Un nouvel eugénisme

La Décroissance, septembre 2020, Interview par Hervé Le Meur.

– Pouvez-vous nous dire ce qu’est l’eugénisme ?
L’eugénisme est une idéologie pseudo scientifique qui s’inspire des pratiques de sélection animale afin d’éliminer les individus défaillants (eugénisme négatif) ou de favoriser les individus les mieux dotés génétiquement (eugénisme positif). Né avant la génétique scientifique, à la fin du 19° siècle, l’eugénisme postule que nos qualités et défauts sont hérités et que le progrès médical augmente dangereusement les chances de perpétuation des handicaps. Aussi, peu après l’invention du terme eugenics (1883) par Francis Galton, cousin de Darwin dont il fut un lecteur partial, des pratiques eugéniques essentiellement négatives et souvent autoritaires se sont répandues dans le monde (stérilisations) avec l’approbation massive des médecins (sociétés savantes, congrès spécifiques) comme des politiques, mais jusqu’à conduire à des meurtres de masse telle l’extermination d’infirmes et malades mentaux surtout dans l’Allemagne nazie. L’eugénisme a été largement désapprouvé après la seconde guerre mondiale surtout parce qu’ assimilé à l’holocauste de certaines populations (Juifs, gitans). Sa renaissance actuelle a été stimulée par une connaissance croissante des gènes et de leur manipulation (OGM, ingénierie génétique) comme à des technologies apparues depuis quelques décennies (Assistance médicale à la procréation=AMP, culture et différenciation cellulaire). Elle se nourrit aussi de l’idéologie libérale et de la compétition exacerbée entre les personnes, les entreprises et les États.

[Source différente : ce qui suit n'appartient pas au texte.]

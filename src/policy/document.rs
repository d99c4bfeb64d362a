//! The policy document
//!
//! A [`Policy`] is built once per run by the assembler and never changes
//! afterwards: there are no setters, only accessors and serializers.

use crate::classify::{
    AccessRestriction, ComplianceFramework, RiskLevel, Role, SecurityPosture, Sourced, Transparency,
};
use crate::config::PrivacyLevel;
use crate::error::Result;
use crate::profile::{ColumnStatistics, DType};
use crate::rules::{ConflictRecord, Rule};
use chrono::{DateTime, Utc};
use serde::{Deserialize, Serialize};
use sha2::{Digest, Sha256};
use std::collections::BTreeSet;
use uuid::Uuid;

/// Dataset-level compliance summary
#[derive(Debug, Clone, PartialEq, Serialize, Deserialize)]
pub struct ComplianceSummary {
    /// Union of all field compliance tags
    pub frameworks: BTreeSet<ComplianceFramework>,
    pub risk_level: RiskLevel,
}

/// Dataset-level metadata
#[derive(Debug, Clone, PartialEq, Serialize, Deserialize)]
pub struct DatasetMetadata {
    /// Unique per run
    pub run_id: Uuid,
    pub generated_at: DateTime<Utc>,
    pub row_count: usize,
    pub column_count: usize,
    #[serde(default, skip_serializing_if = "Option::is_none")]
    pub population_total: Option<usize>,
    #[serde(default, skip_serializing_if = "Option::is_none")]
    pub recommended_sample_size: Option<usize>,
    /// Provenance tag of the sampled data
    pub data_source: String,
    pub schema_version: String,
    pub keyword_tables_version: String,
    #[serde(default, skip_serializing_if = "Option::is_none")]
    pub dictionary: Option<String>,
    /// Quality caveats that apply to the whole run
    pub caveats: Vec<String>,
    /// Every dictionary/sample disagreement met during resolution
    pub conflicts: Vec<ConflictRecord>,
    pub compliance: ComplianceSummary,
    /// SHA-256 over fields and rules; equal for identical inputs
    pub fingerprint: String,
}

/// Structural integrity signals observed in the sample
#[derive(Debug, Clone, Copy, PartialEq, Eq, Serialize, Deserialize)]
pub struct IntegrityFlags {
    pub unique: bool,
    pub no_nulls: bool,
    pub consistent_format: bool,
    pub contains_outliers: bool,
}

/// How long values of a field are kept
#[derive(Debug, Clone, PartialEq, Eq, Serialize, Deserialize)]
pub struct RetentionPolicy {
    pub label: String,
    pub days: u32,
}

/// Governance metadata for one column
#[derive(Debug, Clone, PartialEq, Serialize, Deserialize)]
pub struct FieldEntry {
    pub name: String,
    pub inferred_type: Sourced<DType>,
    pub role: Sourced<Role>,
    pub temporal: bool,
    /// Canonical value domain recognized from the name
    #[serde(default, skip_serializing_if = "Option::is_none")]
    pub domain: Option<String>,
    pub privacy_level: Sourced<PrivacyLevel>,
    pub security: SecurityPosture,
    pub transparency: Transparency,
    pub access_restriction: Sourced<AccessRestriction>,
    pub compliance_tags: Sourced<BTreeSet<ComplianceFramework>>,
    pub critical_field: Sourced<bool>,
    /// The field holds data about an identifiable person
    pub data_subject: bool,
    pub integrity: IntegrityFlags,
    pub retention_policy: RetentionPolicy,
    #[serde(default, skip_serializing_if = "Option::is_none")]
    pub description: Option<String>,
    pub statistics: ColumnStatistics,
    pub justification: String,
}

/// Inferred data-governance policy
#[derive(Debug, Clone, PartialEq, Serialize, Deserialize)]
pub struct Policy {
    metadata: DatasetMetadata,
    fields: Vec<FieldEntry>,
    rules: Vec<Rule>,
}

impl Policy {
    pub(crate) fn new(metadata: DatasetMetadata, fields: Vec<FieldEntry>, rules: Vec<Rule>) -> Self {
        Self {
            metadata,
            fields,
            rules,
        }
    }

    pub fn metadata(&self) -> &DatasetMetadata {
        &self.metadata
    }

    /// Field entries in dataset column order
    pub fn fields(&self) -> &[FieldEntry] {
        &self.fields
    }

    /// Rules in rank order
    pub fn rules(&self) -> &[Rule] {
        &self.rules
    }

    pub fn field(&self, name: &str) -> Option<&FieldEntry> {
        self.fields.iter().find(|f| f.name == name)
    }

    pub fn rule(&self, name: &str) -> Option<&Rule> {
        self.rules.iter().find(|r| r.rule_name == name)
    }

    /// Rules referencing a column
    pub fn rules_for<'a>(&'a self, column: &'a str) -> impl Iterator<Item = &'a Rule> + 'a {
        self.rules.iter().filter(move |r| r.applies_to.contains(column))
    }

    pub fn fingerprint(&self) -> &str {
        &self.metadata.fingerprint
    }

    pub fn to_json(&self) -> Result<String> {
        Ok(serde_json::to_string_pretty(self)?)
    }

    pub fn to_yaml(&self) -> Result<String> {
        Ok(serde_yaml::to_string(self)?)
    }

    /// Read back a serialized policy for auditing or comparison
    pub fn from_json(content: &str) -> Result<Self> {
        Ok(serde_json::from_str(content)?)
    }
}

/// SHA-256 (hex) over the canonical JSON of fields and rules
pub fn fingerprint(fields: &[FieldEntry], rules: &[Rule]) -> Result<String> {
    let canonical = serde_json::to_vec(&(fields, rules))?;
    Ok(hex::encode(Sha256::digest(&canonical)))
}

#[cfg(test)]
mod tests {
    use super::*;
    use crate::config::EngineConfig;
    use crate::engine::PolicyEngine;
    use crate::profile::{ColumnSample, Dataset};

    fn policy() -> Policy {
        let dataset = Dataset::new(vec![
            ColumnSample::new("email", (0..40).map(|i| format!("u{i}@example.org")).collect::<Vec<_>>()),
            ColumnSample::new("segment", (0..40).map(|i| ["retail", "business"][i % 2]).collect::<Vec<_>>()),
        ])
        .unwrap();
        PolicyEngine::new(EngineConfig::default())
            .unwrap()
            .infer(&dataset, None)
            .unwrap()
    }

    #[test]
    fn test_json_roundtrip_keeps_fingerprint() {
        let policy = policy();
        let parsed = Policy::from_json(&policy.to_json().unwrap()).unwrap();
        assert_eq!(parsed.fingerprint(), policy.fingerprint());
        assert_eq!(parsed.metadata().run_id, policy.metadata().run_id);
        assert_eq!(parsed.rules().len(), policy.rules().len());
    }

    #[test]
    fn test_fingerprint_ignores_run_identity() {
        let policy = policy();
        let recomputed = fingerprint(policy.fields(), policy.rules()).unwrap();
        assert_eq!(recomputed, policy.fingerprint());
        assert_eq!(recomputed.len(), 64);
    }

    #[test]
    fn test_rules_for_column() {
        let policy = policy();
        assert!(policy.rules_for("segment").all(|r| r.applies_to.contains("segment")));
        assert!(policy.rules_for("missing").next().is_none());
        assert!(policy.field("email").is_some());
        assert!(policy.field("missing").is_none());
    }

    #[test]
    fn test_yaml_rendering() {
        let yaml = policy().to_yaml().unwrap();
        assert!(yaml.contains("fingerprint:"));
        assert!(yaml.contains("segment"));
    }
}
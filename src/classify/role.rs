//! Role classifier
//!
//! Decision order, first match wins:
//! 1. dictionary-declared role (or a role implied by the declared type)
//! 2. column-name keywords
//! 3. statistical signals (dtype, cardinality, null rate, variability)
//! 4. `dimension`
//!
//! Every column leaves with a role.

use super::keywords::{tokenize, DomainEntry, KeywordTables};
use super::provenance::Sourced;
use crate::config::{EngineConfig, ProfilingConfig, ThresholdConfig};
use crate::dictionary::DictionaryEntry;
use crate::profile::{ColumnStatistics, DType};
use serde::{Deserialize, Serialize};

/// Semantic role of a column
#[derive(Debug, Clone, Copy, PartialEq, Eq, Hash, Serialize, Deserialize)]
#[serde(rename_all = "snake_case")]
pub enum Role {
    /// Measured quantity
    Fact,
    /// Descriptive attribute
    Dimension,
    /// Record key; validated for uniqueness/format only
    Identifier,
    Unknown,
}

impl std::fmt::Display for Role {
    fn fmt(&self, f: &mut std::fmt::Formatter<'_>) -> std::fmt::Result {
        match self {
            Self::Fact => write!(f, "fact"),
            Self::Dimension => write!(f, "dimension"),
            Self::Identifier => write!(f, "identifier"),
            Self::Unknown => write!(f, "unknown"),
        }
    }
}

/// Output of the role classifier for one column
#[derive(Debug, Clone, PartialEq)]
pub struct RoleAssignment {
    pub role: Sourced<Role>,
    /// Coarse type: declared, or the profiler's guess
    pub field_type: Sourced<DType>,
    /// Recognized value domain for numeric, non-identifier columns
    pub domain: Option<DomainEntry>,
    /// Column holds dates or timestamps
    pub temporal: Sourced<bool>,
}

/// Role classifier
pub struct RoleClassifier<'a> {
    tables: &'a KeywordTables,
    thresholds: &'a ThresholdConfig,
    profiling: &'a ProfilingConfig,
}

impl<'a> RoleClassifier<'a> {
    pub fn new(config: &'a EngineConfig) -> Self {
        Self {
            tables: &config.keywords,
            thresholds: &config.thresholds,
            profiling: &config.profiling,
        }
    }

    /// Classify one column
    pub fn classify(&self, stats: &ColumnStatistics, entry: Option<&DictionaryEntry>) -> RoleAssignment {
        let tokens = tokenize(&stats.name);

        let field_type = match entry.and_then(|e| e.declared_type) {
            Some(declared) => Sourced::dictionary(declared),
            None => Sourced::statistical_default(stats.dtype_guess),
        };

        // Columns that could not be profiled get the conservative role whatever
        // their name or declaration says
        let role = if stats.dtype_guess == DType::Unknown {
            Sourced::statistical_default(Role::Dimension)
        } else {
            declared_role(entry)
                .or_else(|| self.role_from_name(&tokens, stats))
                .or_else(|| self.role_from_statistics(stats))
                .unwrap_or_else(|| Sourced::statistical_default(Role::Dimension))
        };

        let domain = if stats.is_numeric() && role.value != Role::Identifier {
            self.tables.domain_for(&tokens).cloned()
        } else {
            None
        };

        let temporal = match entry.and_then(|e| e.declared_type) {
            Some(declared) => Sourced::dictionary(declared == DType::Datetime),
            None if stats.dtype_guess == DType::Datetime => Sourced::statistical_default(true),
            None if matches!(stats.dtype_guess, DType::Categorical | DType::Text)
                && self.tables.matches(&tokens, &self.tables.date) =>
            {
                Sourced::name_heuristic(true)
            }
            None => Sourced::statistical_default(false),
        };

        tracing::debug!(
            column = %stats.name,
            role = %role.value,
            source = %role.source,
            domain = domain.as_ref().map(|d| d.name.as_str()),
            "Classified role"
        );

        RoleAssignment {
            role,
            field_type,
            domain,
            temporal,
        }
    }

    fn role_from_name(&self, tokens: &[String], stats: &ColumnStatistics) -> Option<Sourced<Role>> {
        let t = self.tables;
        let numeric = stats.is_numeric();

        if t.matches(tokens, &t.identifier) {
            return Some(Sourced::name_heuristic(Role::Identifier));
        }
        if t.matches(tokens, &t.weak_identifier) {
            let near_unique = stats.uniqueness() >= self.profiling.identifier_uniqueness
                && stats.count >= self.profiling.min_sample_size;
            let role = if near_unique { Role::Identifier } else { Role::Dimension };
            return Some(Sourced::name_heuristic(role));
        }
        if !numeric && t.matches(tokens, &t.date) {
            return Some(Sourced::name_heuristic(Role::Dimension));
        }
        if t.matches(tokens, &t.fact) || t.domain_for(tokens).is_some() {
            let role = if numeric { Role::Fact } else { Role::Dimension };
            return Some(Sourced::name_heuristic(role));
        }
        if t.matches(tokens, &t.dimension) {
            return Some(Sourced::name_heuristic(Role::Dimension));
        }
        None
    }

    fn role_from_statistics(&self, stats: &ColumnStatistics) -> Option<Sourced<Role>> {
        let role = match stats.dtype_guess {
            DType::Unknown => return None,
            DType::Identifier => Role::Identifier,
            DType::Numeric => {
                if stats.cardinality < self.thresholds.categorical_cardinality {
                    Role::Dimension
                } else if stats.null_rate < self.thresholds.fact_max_null_rate
                    && stats.uniqueness() >= self.thresholds.fact_min_variability
                {
                    Role::Fact
                } else {
                    Role::Dimension
                }
            }
            DType::Categorical | DType::Datetime | DType::Boolean | DType::Text => Role::Dimension,
        };
        Some(Sourced::statistical_default(role))
    }
}

/// Role declared outright, or implied by the declared type
fn declared_role(entry: Option<&DictionaryEntry>) -> Option<Sourced<Role>> {
    let entry = entry?;
    if let Some(role) = entry.role.filter(|r| *r != Role::Unknown) {
        return Some(Sourced::dictionary(role));
    }
    let role = match entry.declared_type? {
        DType::Identifier => Role::Identifier,
        DType::Numeric => Role::Fact,
        DType::Categorical | DType::Datetime | DType::Boolean | DType::Text => Role::Dimension,
        DType::Unknown => return None,
    };
    Some(Sourced::dictionary(role))
}

#[cfg(test)]
mod tests {
    use super::*;
    use crate::classify::provenance::Source;
    use crate::profile::{ColumnSample, Profiler};

    fn classify(column: ColumnSample, entry: Option<&DictionaryEntry>) -> RoleAssignment {
        let config = EngineConfig::default();
        let stats = Profiler::new(&config).profile(&column);
        RoleClassifier::new(&config).classify(&stats, entry)
    }

    fn spread(n: i64) -> Vec<i64> {
        (0..n).map(|i| 1000 + i * 37).collect()
    }

    #[test]
    fn test_dictionary_role_wins() {
        let entry = DictionaryEntry {
            role: Some(Role::Dimension),
            ..Default::default()
        };
        let assignment = classify(ColumnSample::new("income", spread(50)), Some(&entry));
        assert_eq!(assignment.role, Sourced::dictionary(Role::Dimension));
    }

    #[test]
    fn test_declared_type_implies_role() {
        let entry = DictionaryEntry {
            declared_type: Some(DType::Identifier),
            ..Default::default()
        };
        let assignment = classify(ColumnSample::new("acct", spread(50)), Some(&entry));
        assert_eq!(assignment.role, Sourced::dictionary(Role::Identifier));
        assert_eq!(assignment.field_type, Sourced::dictionary(DType::Identifier));
        assert!(assignment.domain.is_none());
    }

    #[test]
    fn test_name_heuristics() {
        let age = classify(ColumnSample::new("customer_age", (0..50_i64).map(|i| 18 + i % 40)), None);
        assert_eq!(age.role, Sourced::name_heuristic(Role::Fact));
        assert_eq!(age.domain.unwrap().name, "age");

        let id = classify(ColumnSample::new("CustomerID", spread(50)), None);
        assert_eq!(id.role, Sourced::name_heuristic(Role::Identifier));
        assert!(id.domain.is_none());

        let status = classify(ColumnSample::new("order_status", vec!["open", "closed"]), None);
        assert_eq!(status.role, Sourced::name_heuristic(Role::Dimension));
    }

    #[test]
    fn test_weak_identifier_needs_uniqueness() {
        let codes: Vec<String> = (0..40).map(|i| format!("Z{i:04}")).collect();
        let codes: Vec<&str> = codes.iter().map(String::as_str).collect();
        let unique = classify(ColumnSample::new("product_code", codes), None);
        assert_eq!(unique.role.value, Role::Identifier);

        let repeated: Vec<&str> = (0..40).map(|i| ["A1", "B2"][i % 2]).collect();
        let shared = classify(ColumnSample::new("zip_code", repeated), None);
        assert_eq!(shared.role.value, Role::Dimension);
    }

    #[test]
    fn test_unprofiled_column_is_dimension() {
        let entry = DictionaryEntry {
            declared_type: Some(DType::Identifier),
            ..Default::default()
        };
        let corrupt = ColumnSample::new("customer_id", vec!["C1", "C\u{FFFD}2", "C3"]);
        let declared = classify(corrupt.clone(), Some(&entry));
        assert_eq!(declared.role, Sourced::statistical_default(Role::Dimension));
        assert!(declared.domain.is_none());

        let by_name = classify(corrupt, None);
        assert_eq!(by_name.role, Sourced::statistical_default(Role::Dimension));

        let empty = classify(ColumnSample::new("order_id", vec![None::<i64>; 3]), None);
        assert_eq!(empty.role.value, Role::Dimension);
    }

    #[test]
    fn test_statistical_defaults() {
        let fact = classify(ColumnSample::new("zorblax", spread(50)), None);
        assert_eq!(fact.role, Sourced::statistical_default(Role::Fact));

        let low_card = classify(ColumnSample::new("zorblax", (0..50_i64).map(|i| i % 4)), None);
        assert_eq!(low_card.role, Sourced::statistical_default(Role::Dimension));

        let text = classify(ColumnSample::new("zorblax", vec!["a b", "c d", "a b"]), None);
        assert_eq!(text.role, Sourced::statistical_default(Role::Dimension));
    }

    #[test]
    fn test_unknown_column_defaults_to_dimension() {
        let assignment = classify(ColumnSample::new("zorblax", vec![None::<i64>; 4]), None);
        assert_eq!(assignment.role.value, Role::Dimension);
        assert_eq!(assignment.role.source, Source::StatisticalDefault);
        assert_eq!(assignment.field_type.value, DType::Unknown);
    }

    #[test]
    fn test_temporal_detection() {
        let dates = classify(ColumnSample::new("created", vec!["2024-01-01", "2024-01-02"]), None);
        assert_eq!(dates.temporal, Sourced::statistical_default(true));

        let by_name = classify(ColumnSample::new("signup_date", vec!["soon", "later", "soon"]), None);
        assert_eq!(by_name.temporal, Sourced::name_heuristic(true));

        let numbers = classify(ColumnSample::new("birth_year", spread(50)), None);
        assert!(!numbers.temporal.value);
    }
}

– Qu’est-ce que l’eugénisme libéral ?
C’est un eugénisme qui repose non pas sur un État fort et autoritaire, mais sur la demande par la population de choisir des traits de sa descendance. Bien sûr, c’est surtout l’offre qui crée la demande. On pourrait dire que c’est un eugénisme de marché et non étatique. Le Conseil d’Etat rappelait en 2009 que l’eugénisme « peut être le fruit d’une politique délibérément menée par un État. Il peut aussi être le résultat collectif d’une somme de décisions individuelles convergentes prises par les futurs parents, dans une société où primerait la recherche de l’« enfant parfait », ou du moins « indemne de nombreuses affections graves » ». C’est bien sous cette forme que se développe le nouvel eugénisme, libéral et bienveillant, mou et démocratique, dont témoignent les débats des institutions savantes ou politiques autour des lois de bioéthique. Car, quelle que soit la loi votée en 2020, les rapports des diverses institutions (comité national d’éthique, comité d’éthique de l’inserm, Académie des sciences, Académie des technologies, OPECST,…) convergent pour demander des mesures nouvelles orientées vers la « qualité » humaine. Tous ces « pas en avant » idéologiques devraient rencontrer la loi, en 2020 ou plus tard.

-La loi « bioéthique » préconise de légaliser la fabrication de cellules iPS. Que se cache-t-il derrière cet acronyme ?
Ces cellules sont des cellules banales chez lesquelles on a induit une « reprogrammation » qui les rend capables, comme les cellules souches embryonnaires, de se différencier en n’importe que type cellulaire, par exemple en cellules sanguines, nerveuses … ou reproductives.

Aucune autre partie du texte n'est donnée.